■ **ACTIVITY**
Copy the listing exactly. Omit nothing.

■ **RECORDS FOR THE TASK**
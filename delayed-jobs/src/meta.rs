//! Per-call metadata kept beside the queue.
//!
//! A caller can attach a JSON document to a receiver name plus argument
//! list, then load or delete it later from anywhere holding the same call,
//! typically the method once it runs. The key is `meta:` followed by the
//! canonical JSON `{"args": [...], "class": <receiver>}` with arguments in
//! wire form, so equal calls share one entry regardless of how they were
//! built.

use crate::envelope::canonicalize;
use crate::error::{JobError, JobResult};
use crate::reference::Reference;
use crate::traits::StateStore;
use delayed_log::debug;
use serde::Serialize;
use serde::de::DeserializeOwned;
use serde_json::{Value, json};
use std::sync::Arc;

/// Prefix of metadata keys.
pub const META_PREFIX: &str = "meta:";

/// Metadata documents over a [`StateStore`].
#[derive(Clone)]
pub struct MetaStore {
    store: Arc<dyn StateStore>,
}

impl MetaStore {
    /// Metadata store over `store`.
    pub fn new(store: Arc<dyn StateStore>) -> Self {
        Self { store }
    }

    /// Key for `receiver` called with `args`.
    pub fn key(receiver: &str, args: &[Reference]) -> JobResult<String> {
        let args = args
            .iter()
            .map(Reference::encode)
            .collect::<JobResult<Vec<Value>>>()?;
        let material = canonicalize(json!({ "class": receiver, "args": args }));
        let encoded =
            serde_json::to_string(&material).map_err(|e| JobError::Serialization(e.to_string()))?;
        Ok(format!("{}{}", META_PREFIX, encoded))
    }

    /// Store `meta` for the call, replacing any earlier document.
    pub async fn store<T: Serialize + ?Sized>(
        &self,
        receiver: &str,
        args: &[Reference],
        meta: &T,
    ) -> JobResult<()> {
        let key = Self::key(receiver, args)?;
        let value =
            serde_json::to_string(meta).map_err(|e| JobError::Serialization(e.to_string()))?;
        self.store.value_set(&key, &value).await
    }

    /// Load the document stored for the call.
    pub async fn load<T: DeserializeOwned>(
        &self,
        receiver: &str,
        args: &[Reference],
    ) -> JobResult<Option<T>> {
        let key = Self::key(receiver, args)?;
        let Some(raw) = self.store.value_get(&key).await? else {
            debug!("No meta data at {}", key);
            return Ok(None);
        };

        debug!("Loaded meta data {} {}", key, raw);
        serde_json::from_str(&raw)
            .map(Some)
            .map_err(|e| JobError::Deserialization(format!("meta data at {}: {}", key, e)))
    }

    /// Delete the document for the call. Returns whether one existed.
    pub async fn delete(&self, receiver: &str, args: &[Reference]) -> JobResult<bool> {
        let key = Self::key(receiver, args)?;
        self.store.value_delete(&key).await
    }
}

■ **OUTPUT OF THE TASK**
filename delayed-jobs/src/meta.rs
//! Per-call metadata kept beside the queue.
//!
//! A caller can attach a JSON document to a receiver name plus argument
//! list, then load or delete it later from anywhere holding the same call,
//! typically the method once it runs. The key is `meta:` followed by the
//! canonical JSON `{"args": [...], "class": <receiver>}` with arguments in
//! wire form, so equal calls share one entry regardless of how they were
//! built.

use crate::envelope::canonicalize;
use crate::error::{JobError, JobResult};
use crate::reference::Reference;
use crate::traits::StateStore;
use delayed_log::debug;
use serde::Serialize;
use serde::de::DeserializeOwned;
use serde_json::{Value, json};
use std::sync::Arc;

/// Prefix of metadata keys.
pub const META_PREFIX: &str = "meta:";

/// Metadata documents over a [`StateStore`].
#[derive(Clone)]
pub struct MetaStore {
    store: Arc<dyn StateStore>,
}

impl MetaStore {
    /// Metadata store over `store`.
    pub fn new(store: Arc<dyn StateStore>) -> Self {
        Self { store }
    }

    /// Key for `receiver` called with `args`.
    pub fn key(receiver: &str, args: &[Reference]) -> JobResult<String> {
        let args = args
            .iter()
            .map(Reference::encode)
            .collect::<JobResult<Vec<Value>>>()?;
        let material = canonicalize(json!({ "class": receiver, "args": args }));
        let encoded =
            serde_json::to_string(&material).map_err(|e| JobError::Serialization(e.to_string()))?;
        Ok(format!("{}{}", META_PREFIX, encoded))
    }

    /// Store `meta` for the call, replacing any earlier document.
    pub async fn store<T: Serialize + ?Sized>(
        &self,
        receiver: &str,
        args: &[Reference],
        meta: &T,
    ) -> JobResult<()> {
        let key = Self::key(receiver, args)?;
        let value =
            serde_json::to_string(meta).map_err(|e| JobError::Serialization(e.to_string()))?;
        self.store.value_set(&key, &value).await
    }

    /// Load the document stored for the call.
    pub async fn load<T: DeserializeOwned>(
        &self,
        receiver: &str,
        args: &[Reference],
    ) -> JobResult<Option<T>> {
        let key = Self::key(receiver, args)?;
        let Some(raw) = self.store.value_get(&key).await? else {
            debug!("No meta data at {}", key);
            return Ok(None);
        };

        debug!("Loaded meta data {} {}", key, raw);
        serde_json::from_str(&raw)
            .map(Some)
            .map_err(|e| JobError::Deserialization(format!("meta data at {}: {}", key, e)))
    }

    /// Delete the document for the call. Returns whether one existed.
    pub async fn delete(&self, receiver: &str, args: &[Reference]) -> JobResult<bool> {
        let key = Self::key(receiver, args)?;
        self.store.value_delete(&key).await
    }
}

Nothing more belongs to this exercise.